(Collection entries)
● ● ● ●

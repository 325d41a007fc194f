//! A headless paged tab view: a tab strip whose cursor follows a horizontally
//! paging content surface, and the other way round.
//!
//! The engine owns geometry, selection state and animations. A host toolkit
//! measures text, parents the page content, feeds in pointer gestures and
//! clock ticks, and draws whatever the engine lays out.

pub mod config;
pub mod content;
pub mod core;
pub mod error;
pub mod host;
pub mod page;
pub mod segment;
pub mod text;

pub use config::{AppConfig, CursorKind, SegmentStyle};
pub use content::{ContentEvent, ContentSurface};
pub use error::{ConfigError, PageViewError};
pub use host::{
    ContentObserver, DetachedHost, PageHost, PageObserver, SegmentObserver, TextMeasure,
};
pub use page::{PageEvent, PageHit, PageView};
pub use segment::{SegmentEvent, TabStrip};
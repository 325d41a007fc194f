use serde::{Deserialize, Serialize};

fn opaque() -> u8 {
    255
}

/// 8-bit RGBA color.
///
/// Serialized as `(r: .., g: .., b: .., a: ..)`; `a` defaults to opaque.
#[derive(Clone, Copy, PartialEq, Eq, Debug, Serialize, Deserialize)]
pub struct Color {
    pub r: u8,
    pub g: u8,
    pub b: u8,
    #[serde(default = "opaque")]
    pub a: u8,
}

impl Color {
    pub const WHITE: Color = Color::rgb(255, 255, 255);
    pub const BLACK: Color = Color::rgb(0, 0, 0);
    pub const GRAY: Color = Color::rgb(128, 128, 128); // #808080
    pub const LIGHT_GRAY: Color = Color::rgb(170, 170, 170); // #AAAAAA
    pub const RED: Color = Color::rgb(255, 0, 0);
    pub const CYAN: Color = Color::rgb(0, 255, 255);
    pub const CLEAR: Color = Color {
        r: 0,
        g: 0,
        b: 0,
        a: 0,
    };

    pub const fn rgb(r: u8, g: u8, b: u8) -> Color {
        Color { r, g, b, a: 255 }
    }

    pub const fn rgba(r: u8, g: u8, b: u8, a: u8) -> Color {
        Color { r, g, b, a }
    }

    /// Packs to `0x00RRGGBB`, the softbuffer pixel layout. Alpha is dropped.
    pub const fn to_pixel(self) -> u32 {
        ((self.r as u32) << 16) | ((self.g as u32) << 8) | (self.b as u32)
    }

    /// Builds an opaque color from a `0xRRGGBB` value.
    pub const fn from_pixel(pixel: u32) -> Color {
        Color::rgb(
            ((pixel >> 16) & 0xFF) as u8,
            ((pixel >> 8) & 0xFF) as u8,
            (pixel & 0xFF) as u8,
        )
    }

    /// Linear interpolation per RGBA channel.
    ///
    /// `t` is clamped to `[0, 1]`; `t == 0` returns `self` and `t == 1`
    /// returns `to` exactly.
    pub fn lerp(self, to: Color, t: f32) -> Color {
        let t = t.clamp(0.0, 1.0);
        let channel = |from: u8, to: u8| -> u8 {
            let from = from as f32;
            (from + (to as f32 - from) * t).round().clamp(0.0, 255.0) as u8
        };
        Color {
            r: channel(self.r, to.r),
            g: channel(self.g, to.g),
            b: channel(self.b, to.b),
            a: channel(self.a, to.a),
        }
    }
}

● ● ● ●

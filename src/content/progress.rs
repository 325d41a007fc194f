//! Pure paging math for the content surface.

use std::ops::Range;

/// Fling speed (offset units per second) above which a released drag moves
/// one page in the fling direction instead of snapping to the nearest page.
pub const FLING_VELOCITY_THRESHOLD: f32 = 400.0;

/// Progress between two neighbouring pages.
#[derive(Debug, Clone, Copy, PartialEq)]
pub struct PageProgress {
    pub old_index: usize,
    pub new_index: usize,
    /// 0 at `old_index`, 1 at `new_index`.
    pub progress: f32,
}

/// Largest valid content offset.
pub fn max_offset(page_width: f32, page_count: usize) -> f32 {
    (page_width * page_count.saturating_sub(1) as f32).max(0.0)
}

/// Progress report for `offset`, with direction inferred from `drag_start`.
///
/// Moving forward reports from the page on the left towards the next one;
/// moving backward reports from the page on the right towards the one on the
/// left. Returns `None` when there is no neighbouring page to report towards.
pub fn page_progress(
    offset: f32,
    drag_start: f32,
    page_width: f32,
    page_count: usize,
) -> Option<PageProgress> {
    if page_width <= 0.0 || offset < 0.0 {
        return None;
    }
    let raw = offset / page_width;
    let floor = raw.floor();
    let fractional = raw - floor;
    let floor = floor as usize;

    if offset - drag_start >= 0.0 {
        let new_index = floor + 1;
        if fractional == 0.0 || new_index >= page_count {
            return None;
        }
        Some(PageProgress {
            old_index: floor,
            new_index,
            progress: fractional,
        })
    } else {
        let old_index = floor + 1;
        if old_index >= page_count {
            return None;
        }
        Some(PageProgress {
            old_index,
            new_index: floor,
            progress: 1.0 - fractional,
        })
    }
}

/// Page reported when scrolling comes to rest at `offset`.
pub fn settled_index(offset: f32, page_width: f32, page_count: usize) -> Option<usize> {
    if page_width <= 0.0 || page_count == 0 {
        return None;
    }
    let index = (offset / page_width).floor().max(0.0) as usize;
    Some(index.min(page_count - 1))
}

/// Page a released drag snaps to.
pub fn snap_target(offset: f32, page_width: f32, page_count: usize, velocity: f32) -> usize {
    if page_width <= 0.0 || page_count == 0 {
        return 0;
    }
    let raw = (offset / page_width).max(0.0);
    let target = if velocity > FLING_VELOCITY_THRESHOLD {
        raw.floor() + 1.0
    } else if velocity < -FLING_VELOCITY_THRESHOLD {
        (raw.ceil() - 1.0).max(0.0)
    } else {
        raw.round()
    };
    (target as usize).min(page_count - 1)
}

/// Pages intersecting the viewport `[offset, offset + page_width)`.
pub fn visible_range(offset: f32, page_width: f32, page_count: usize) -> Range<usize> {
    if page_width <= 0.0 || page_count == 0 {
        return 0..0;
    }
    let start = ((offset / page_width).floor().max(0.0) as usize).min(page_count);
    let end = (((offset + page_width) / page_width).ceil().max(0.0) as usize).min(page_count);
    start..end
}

● ● ● ●

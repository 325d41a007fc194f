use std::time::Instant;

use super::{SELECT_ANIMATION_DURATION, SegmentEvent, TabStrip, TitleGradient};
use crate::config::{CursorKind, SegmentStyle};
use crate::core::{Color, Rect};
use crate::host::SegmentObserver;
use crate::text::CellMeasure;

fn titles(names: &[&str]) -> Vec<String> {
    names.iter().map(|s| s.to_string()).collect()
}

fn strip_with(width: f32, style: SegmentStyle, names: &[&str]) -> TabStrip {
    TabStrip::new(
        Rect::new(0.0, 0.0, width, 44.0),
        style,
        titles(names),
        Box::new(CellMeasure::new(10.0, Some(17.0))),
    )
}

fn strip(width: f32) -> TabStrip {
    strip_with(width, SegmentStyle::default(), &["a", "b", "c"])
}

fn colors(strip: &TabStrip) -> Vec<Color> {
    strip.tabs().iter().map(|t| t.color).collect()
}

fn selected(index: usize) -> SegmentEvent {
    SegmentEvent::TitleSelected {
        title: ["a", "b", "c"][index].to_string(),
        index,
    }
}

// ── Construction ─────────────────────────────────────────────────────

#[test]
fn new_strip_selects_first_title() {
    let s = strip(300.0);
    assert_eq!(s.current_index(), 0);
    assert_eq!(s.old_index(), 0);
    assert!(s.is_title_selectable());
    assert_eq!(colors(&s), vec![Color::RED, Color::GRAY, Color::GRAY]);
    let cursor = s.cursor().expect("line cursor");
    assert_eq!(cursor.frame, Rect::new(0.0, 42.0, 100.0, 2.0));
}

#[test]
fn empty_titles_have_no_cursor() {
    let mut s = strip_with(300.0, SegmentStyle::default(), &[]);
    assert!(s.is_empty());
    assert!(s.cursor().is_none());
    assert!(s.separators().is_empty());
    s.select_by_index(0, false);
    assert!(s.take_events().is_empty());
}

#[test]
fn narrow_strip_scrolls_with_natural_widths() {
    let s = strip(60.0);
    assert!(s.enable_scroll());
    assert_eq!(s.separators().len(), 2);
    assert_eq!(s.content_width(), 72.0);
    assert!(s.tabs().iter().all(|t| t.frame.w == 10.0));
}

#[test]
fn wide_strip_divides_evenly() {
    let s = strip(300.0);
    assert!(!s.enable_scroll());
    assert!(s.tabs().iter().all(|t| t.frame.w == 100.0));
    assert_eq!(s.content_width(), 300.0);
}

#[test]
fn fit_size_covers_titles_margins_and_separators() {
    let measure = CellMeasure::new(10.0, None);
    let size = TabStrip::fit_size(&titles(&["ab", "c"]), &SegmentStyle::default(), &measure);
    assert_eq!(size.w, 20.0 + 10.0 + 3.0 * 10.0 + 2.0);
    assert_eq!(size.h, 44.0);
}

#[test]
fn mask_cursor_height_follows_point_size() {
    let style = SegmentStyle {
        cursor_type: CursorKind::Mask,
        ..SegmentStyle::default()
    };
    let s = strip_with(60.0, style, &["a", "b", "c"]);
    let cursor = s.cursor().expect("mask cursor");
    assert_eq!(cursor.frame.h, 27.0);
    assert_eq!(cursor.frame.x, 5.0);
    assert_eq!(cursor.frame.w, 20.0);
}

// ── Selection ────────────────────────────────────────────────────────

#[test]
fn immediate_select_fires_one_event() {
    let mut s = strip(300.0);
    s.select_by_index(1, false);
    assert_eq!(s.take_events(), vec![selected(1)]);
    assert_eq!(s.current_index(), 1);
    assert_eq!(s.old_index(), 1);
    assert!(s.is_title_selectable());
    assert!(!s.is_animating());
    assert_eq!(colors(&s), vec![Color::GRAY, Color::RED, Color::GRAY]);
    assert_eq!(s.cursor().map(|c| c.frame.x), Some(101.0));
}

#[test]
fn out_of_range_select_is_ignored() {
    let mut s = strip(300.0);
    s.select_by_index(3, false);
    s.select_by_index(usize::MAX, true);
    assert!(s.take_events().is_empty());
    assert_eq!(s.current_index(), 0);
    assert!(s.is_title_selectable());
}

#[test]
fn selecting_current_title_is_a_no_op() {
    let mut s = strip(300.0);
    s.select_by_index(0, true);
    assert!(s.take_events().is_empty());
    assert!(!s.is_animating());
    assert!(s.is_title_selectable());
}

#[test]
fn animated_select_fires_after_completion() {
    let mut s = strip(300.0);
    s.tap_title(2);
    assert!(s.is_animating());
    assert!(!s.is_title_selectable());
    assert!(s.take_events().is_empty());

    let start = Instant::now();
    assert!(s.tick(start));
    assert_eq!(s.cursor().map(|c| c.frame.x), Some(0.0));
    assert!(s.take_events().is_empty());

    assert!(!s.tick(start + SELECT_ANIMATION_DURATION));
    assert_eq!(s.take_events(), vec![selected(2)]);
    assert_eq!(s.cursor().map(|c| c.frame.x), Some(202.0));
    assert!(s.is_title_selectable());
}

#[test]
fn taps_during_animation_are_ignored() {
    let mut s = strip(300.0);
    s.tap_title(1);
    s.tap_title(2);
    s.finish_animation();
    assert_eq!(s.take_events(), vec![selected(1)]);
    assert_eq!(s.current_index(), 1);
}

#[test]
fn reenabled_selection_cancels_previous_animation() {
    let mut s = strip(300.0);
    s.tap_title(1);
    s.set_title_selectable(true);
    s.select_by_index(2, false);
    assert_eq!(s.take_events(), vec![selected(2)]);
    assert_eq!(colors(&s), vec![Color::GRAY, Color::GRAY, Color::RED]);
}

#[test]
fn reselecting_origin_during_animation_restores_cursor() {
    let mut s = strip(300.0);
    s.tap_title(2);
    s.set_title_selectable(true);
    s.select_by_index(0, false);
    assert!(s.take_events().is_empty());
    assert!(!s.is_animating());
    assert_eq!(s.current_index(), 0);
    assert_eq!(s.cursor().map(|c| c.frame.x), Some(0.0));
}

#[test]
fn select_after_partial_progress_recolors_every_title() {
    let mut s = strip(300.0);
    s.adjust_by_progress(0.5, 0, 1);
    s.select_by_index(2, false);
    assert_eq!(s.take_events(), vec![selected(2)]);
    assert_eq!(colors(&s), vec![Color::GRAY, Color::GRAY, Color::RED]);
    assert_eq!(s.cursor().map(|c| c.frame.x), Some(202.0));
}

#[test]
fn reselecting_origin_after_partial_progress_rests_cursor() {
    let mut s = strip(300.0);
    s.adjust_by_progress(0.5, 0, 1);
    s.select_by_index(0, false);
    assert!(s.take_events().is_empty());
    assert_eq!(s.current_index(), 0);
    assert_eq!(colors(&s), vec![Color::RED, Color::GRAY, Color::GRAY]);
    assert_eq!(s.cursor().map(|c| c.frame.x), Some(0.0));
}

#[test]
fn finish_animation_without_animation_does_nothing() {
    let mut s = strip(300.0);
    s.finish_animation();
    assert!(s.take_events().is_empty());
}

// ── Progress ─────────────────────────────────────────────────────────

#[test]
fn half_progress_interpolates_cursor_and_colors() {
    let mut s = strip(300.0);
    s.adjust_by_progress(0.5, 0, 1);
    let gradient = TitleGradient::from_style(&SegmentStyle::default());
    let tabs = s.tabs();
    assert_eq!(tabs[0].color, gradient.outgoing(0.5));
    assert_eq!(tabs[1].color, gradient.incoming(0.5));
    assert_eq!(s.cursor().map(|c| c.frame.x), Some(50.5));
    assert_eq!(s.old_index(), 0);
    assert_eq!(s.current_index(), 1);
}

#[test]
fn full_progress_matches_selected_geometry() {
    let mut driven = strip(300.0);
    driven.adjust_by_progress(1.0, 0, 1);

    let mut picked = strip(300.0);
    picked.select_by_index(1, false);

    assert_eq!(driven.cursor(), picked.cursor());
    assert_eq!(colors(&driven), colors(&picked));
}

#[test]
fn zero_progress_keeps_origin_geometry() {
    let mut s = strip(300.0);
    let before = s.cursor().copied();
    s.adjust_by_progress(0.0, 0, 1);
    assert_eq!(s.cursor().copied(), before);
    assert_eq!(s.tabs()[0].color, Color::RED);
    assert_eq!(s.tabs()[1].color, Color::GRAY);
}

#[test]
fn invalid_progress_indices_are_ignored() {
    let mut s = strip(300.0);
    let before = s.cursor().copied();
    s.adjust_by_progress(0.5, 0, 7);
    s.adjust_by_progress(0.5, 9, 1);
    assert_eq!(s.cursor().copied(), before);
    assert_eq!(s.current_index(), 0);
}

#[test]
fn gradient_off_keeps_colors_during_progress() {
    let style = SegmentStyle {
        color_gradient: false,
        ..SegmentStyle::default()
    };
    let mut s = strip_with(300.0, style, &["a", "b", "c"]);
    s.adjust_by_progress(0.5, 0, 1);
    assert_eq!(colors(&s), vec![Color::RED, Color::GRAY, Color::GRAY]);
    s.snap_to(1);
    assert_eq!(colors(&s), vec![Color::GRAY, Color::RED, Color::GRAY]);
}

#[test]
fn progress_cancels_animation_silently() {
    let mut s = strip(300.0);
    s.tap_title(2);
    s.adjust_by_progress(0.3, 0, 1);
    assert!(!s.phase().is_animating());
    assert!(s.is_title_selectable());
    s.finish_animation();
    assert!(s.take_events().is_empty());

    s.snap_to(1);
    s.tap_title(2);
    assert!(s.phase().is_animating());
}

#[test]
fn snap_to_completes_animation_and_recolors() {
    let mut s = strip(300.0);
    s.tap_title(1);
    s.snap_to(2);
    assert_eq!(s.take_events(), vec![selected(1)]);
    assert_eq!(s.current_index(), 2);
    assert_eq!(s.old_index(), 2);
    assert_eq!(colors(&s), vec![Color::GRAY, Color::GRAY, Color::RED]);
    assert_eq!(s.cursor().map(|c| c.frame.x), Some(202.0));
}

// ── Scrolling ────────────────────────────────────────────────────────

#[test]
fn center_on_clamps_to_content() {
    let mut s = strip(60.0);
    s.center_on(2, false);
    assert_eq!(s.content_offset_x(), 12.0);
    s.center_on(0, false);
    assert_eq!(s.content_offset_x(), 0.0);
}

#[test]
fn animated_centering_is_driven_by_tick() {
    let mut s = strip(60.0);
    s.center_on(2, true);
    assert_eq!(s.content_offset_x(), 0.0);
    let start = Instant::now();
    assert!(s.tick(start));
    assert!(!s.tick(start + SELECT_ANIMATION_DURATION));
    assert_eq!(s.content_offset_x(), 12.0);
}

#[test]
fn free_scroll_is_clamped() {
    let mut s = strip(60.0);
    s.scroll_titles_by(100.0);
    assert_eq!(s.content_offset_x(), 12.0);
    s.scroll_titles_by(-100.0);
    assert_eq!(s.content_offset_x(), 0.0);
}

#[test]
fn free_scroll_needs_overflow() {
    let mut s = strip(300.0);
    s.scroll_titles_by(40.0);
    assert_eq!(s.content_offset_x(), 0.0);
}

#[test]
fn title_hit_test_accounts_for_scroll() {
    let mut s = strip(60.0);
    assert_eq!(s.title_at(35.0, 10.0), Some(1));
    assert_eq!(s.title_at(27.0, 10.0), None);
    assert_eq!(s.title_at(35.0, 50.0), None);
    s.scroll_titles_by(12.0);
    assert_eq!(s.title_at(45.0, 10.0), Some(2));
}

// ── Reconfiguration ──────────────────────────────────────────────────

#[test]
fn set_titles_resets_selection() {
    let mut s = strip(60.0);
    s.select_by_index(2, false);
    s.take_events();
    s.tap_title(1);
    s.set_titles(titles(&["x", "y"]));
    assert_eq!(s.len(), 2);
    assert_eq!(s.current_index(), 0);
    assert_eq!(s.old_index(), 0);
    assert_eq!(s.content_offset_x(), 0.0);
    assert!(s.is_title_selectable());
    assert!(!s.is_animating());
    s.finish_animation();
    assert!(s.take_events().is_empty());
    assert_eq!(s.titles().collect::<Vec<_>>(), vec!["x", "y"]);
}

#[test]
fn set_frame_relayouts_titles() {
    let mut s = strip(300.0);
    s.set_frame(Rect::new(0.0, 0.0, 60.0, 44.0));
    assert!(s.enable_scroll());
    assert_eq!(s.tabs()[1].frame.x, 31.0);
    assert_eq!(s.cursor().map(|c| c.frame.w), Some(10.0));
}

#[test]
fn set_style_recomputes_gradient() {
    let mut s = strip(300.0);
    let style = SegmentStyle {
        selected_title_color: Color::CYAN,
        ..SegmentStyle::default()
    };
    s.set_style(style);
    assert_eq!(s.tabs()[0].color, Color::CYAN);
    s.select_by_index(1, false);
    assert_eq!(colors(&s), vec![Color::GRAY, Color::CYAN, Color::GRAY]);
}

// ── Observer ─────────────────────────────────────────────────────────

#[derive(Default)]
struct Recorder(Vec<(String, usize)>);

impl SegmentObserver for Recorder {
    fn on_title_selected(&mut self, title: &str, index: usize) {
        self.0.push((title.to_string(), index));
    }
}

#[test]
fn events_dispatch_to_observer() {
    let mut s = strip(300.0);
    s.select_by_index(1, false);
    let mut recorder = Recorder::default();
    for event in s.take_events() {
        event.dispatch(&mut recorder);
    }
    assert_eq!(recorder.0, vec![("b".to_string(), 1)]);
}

● ● ● ●

### Your assignment
Going over every line of the entries, tally those containing the string "Deserialize" and report only the figure.

### Response below
2